→ **RECORDS FOR PROCESSING**
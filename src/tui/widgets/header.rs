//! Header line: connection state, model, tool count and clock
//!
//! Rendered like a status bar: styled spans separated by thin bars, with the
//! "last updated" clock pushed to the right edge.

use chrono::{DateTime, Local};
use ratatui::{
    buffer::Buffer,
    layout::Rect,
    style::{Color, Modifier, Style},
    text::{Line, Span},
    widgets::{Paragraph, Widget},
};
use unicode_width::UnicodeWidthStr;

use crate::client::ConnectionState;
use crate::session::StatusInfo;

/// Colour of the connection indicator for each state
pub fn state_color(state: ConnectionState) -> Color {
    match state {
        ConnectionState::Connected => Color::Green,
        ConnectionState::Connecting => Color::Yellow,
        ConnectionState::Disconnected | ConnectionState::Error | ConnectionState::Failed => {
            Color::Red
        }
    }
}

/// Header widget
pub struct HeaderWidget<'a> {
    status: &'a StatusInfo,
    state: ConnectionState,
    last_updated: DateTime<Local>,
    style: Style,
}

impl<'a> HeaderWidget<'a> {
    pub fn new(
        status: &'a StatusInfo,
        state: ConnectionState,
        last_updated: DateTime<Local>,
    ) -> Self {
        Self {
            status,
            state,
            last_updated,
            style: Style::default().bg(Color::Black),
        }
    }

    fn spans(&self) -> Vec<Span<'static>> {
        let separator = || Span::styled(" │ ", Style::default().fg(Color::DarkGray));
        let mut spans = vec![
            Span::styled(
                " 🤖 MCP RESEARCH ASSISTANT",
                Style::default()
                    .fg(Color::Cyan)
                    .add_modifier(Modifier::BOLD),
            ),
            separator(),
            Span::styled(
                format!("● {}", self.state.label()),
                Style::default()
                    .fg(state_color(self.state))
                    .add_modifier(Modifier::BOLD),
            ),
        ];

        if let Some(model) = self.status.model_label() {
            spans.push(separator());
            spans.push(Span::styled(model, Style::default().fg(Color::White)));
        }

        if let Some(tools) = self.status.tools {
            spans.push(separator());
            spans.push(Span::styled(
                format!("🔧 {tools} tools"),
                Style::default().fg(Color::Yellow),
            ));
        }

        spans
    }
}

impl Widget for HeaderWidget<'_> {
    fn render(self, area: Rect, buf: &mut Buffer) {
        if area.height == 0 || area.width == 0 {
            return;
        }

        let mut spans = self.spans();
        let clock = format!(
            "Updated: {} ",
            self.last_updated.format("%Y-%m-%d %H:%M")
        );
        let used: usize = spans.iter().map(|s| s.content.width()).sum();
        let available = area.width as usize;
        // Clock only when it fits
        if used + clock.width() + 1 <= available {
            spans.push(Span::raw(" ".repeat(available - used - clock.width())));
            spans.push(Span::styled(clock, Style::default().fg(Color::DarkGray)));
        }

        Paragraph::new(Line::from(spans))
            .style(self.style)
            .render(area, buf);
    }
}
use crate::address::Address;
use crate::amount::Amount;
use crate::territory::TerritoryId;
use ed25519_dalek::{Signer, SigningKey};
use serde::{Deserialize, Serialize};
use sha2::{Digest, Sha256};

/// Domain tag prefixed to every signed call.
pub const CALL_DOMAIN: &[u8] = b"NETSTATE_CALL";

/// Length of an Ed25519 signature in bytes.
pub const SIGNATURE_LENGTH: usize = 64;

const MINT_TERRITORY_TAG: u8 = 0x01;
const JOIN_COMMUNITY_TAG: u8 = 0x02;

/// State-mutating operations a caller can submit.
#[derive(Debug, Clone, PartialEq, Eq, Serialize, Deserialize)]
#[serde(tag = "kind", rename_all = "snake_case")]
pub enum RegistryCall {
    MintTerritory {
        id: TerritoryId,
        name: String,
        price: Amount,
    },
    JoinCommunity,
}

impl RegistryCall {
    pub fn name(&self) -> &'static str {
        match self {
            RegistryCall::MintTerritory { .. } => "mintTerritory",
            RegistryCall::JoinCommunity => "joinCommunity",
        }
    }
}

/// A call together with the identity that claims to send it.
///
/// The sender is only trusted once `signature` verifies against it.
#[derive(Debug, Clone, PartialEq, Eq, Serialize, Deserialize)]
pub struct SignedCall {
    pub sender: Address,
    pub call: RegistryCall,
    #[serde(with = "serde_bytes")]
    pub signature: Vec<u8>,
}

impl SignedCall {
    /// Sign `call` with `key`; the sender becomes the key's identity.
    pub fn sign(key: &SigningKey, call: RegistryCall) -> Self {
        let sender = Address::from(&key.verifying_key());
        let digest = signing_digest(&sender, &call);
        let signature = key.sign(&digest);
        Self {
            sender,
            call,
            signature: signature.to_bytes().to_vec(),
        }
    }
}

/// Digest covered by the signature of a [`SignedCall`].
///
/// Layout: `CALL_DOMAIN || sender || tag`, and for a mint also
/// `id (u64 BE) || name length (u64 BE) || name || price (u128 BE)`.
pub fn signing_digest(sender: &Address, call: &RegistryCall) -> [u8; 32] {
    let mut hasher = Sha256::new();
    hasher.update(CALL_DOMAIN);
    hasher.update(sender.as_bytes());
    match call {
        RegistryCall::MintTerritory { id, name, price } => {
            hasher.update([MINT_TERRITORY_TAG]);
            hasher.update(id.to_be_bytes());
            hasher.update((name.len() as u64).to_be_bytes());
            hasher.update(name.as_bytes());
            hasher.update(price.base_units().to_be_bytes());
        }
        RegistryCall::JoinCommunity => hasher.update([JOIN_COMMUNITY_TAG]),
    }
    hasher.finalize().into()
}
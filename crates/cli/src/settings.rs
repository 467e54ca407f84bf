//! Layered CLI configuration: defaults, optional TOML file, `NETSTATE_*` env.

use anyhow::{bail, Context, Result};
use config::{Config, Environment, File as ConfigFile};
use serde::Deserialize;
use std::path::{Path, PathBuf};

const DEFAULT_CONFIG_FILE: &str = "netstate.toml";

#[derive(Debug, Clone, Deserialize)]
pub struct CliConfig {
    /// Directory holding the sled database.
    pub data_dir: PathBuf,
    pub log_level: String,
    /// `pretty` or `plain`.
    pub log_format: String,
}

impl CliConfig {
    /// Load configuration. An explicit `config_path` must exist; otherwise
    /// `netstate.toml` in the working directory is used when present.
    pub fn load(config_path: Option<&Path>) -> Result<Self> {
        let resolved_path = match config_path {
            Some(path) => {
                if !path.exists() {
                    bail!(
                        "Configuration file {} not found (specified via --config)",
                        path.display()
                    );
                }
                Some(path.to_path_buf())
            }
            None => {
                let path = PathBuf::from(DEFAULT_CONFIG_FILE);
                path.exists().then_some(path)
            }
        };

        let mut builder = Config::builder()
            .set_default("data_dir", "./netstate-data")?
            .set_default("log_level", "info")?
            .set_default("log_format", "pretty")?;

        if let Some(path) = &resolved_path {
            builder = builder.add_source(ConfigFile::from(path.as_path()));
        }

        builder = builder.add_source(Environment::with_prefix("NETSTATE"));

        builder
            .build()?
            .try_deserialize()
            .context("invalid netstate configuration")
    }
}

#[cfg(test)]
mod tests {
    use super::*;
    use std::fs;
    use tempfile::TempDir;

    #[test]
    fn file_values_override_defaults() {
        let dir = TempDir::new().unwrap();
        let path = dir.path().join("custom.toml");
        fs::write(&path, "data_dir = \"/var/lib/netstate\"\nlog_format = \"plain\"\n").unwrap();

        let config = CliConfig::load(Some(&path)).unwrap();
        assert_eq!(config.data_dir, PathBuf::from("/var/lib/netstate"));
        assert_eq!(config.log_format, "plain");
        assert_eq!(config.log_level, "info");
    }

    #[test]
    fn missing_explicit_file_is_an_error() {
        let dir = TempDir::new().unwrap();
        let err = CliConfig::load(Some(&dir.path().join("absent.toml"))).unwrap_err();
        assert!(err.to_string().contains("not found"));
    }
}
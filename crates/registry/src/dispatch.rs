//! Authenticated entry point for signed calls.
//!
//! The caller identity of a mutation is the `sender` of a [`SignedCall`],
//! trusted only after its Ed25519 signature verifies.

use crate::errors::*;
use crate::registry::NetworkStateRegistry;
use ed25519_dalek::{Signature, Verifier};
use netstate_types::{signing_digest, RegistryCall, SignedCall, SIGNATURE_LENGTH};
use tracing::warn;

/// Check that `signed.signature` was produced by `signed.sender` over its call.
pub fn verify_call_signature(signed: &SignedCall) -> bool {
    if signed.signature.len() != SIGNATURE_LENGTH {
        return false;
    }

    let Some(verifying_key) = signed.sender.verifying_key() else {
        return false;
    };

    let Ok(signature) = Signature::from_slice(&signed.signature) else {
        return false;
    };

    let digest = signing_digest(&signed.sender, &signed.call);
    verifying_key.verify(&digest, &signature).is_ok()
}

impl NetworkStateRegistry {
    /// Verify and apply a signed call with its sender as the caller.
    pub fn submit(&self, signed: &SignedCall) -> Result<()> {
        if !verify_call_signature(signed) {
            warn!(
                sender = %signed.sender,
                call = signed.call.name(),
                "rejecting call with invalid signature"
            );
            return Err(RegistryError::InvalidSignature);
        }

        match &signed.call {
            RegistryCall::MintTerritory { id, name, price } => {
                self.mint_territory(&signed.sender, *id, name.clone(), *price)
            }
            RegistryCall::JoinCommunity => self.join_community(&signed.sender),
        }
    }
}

→ **ACTIVITY**
Copy out all lines above holding "found".

→ **OUTPUT FOR THIS EXERCISE**
                        "Configuration file {} not found (specified via --config)",
        assert!(err.to_string().contains("not found"));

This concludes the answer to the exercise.